### EXERCISE AIM
Only the lines from the top of the data through the one with "pub fn detect_capabilities()" are to be written out, each exactly as it stands.

### Stored data
+===+
use is_terminal::IsTerminal;

/// What the operator's terminal can display
///
/// Progress and errors go to stderr, so that is the stream inspected.
#[derive(Debug, Clone, Copy, PartialEq, Eq)]
pub struct TerminalCapabilities {
    pub is_tty: bool,
    pub supports_color: bool,
    pub supports_unicode: bool,
    pub is_ci: bool,
}

pub fn detect_capabilities() -> TerminalCapabilities {
    detect_capabilities_impl(|key| std::env::var(key).ok(), std::io::stderr().is_terminal())
}

/// Whether a confirmation prompt can be answered
pub fn stdin_is_interactive() -> bool {
    std::io::stdin().is_terminal()
}

fn detect_capabilities_impl(
    get_env: impl Fn(&str) -> Option<String>,
    is_tty: bool,
) -> TerminalCapabilities {
    let term = get_env("TERM").unwrap_or_default();
    let term_is_dumb = term.eq_ignore_ascii_case("dumb");

    let no_color = get_env("NO_COLOR").is_some();
    let is_ci = is_ci_env(&get_env);

    TerminalCapabilities {
        is_tty,
        supports_color: is_tty && !term_is_dumb && !no_color,
        supports_unicode: !term_is_dumb && unicode_locale(&get_env),
        is_ci,
    }
}

fn is_ci_env(get_env: &impl Fn(&str) -> Option<String>) -> bool {
    const KEYS: &[&str] = &["CI", "GITHUB_ACTIONS", "GITLAB_CI", "JENKINS_HOME", "BUILDKITE"];

    KEYS.iter().any(|k| get_env(k).is_some())
}

fn unicode_locale(get_env: &impl Fn(&str) -> Option<String>) -> bool {
    const KEYS: &[&str] = &["LC_ALL", "LC_CTYPE", "LANG"];
    for k in KEYS {
        if let Some(val) = get_env(k) {
            let v = val.to_lowercase();
            if v.is_empty() {
                continue;
            }
            return v.contains("utf-8") || v.contains("utf8");
        }
    }

    true
}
+===+
### WRITTEN RESPONSE
use is_terminal::IsTerminal;

/// What the operator's terminal can display
///
/// Progress and errors go to stderr, so that is the stream inspected.
#[derive(Debug, Clone, Copy, PartialEq, Eq)]
pub struct TerminalCapabilities {
    pub is_tty: bool,
    pub supports_color: bool,
    pub supports_unicode: bool,
    pub is_ci: bool,
}

pub fn detect_capabilities() -> TerminalCapabilities {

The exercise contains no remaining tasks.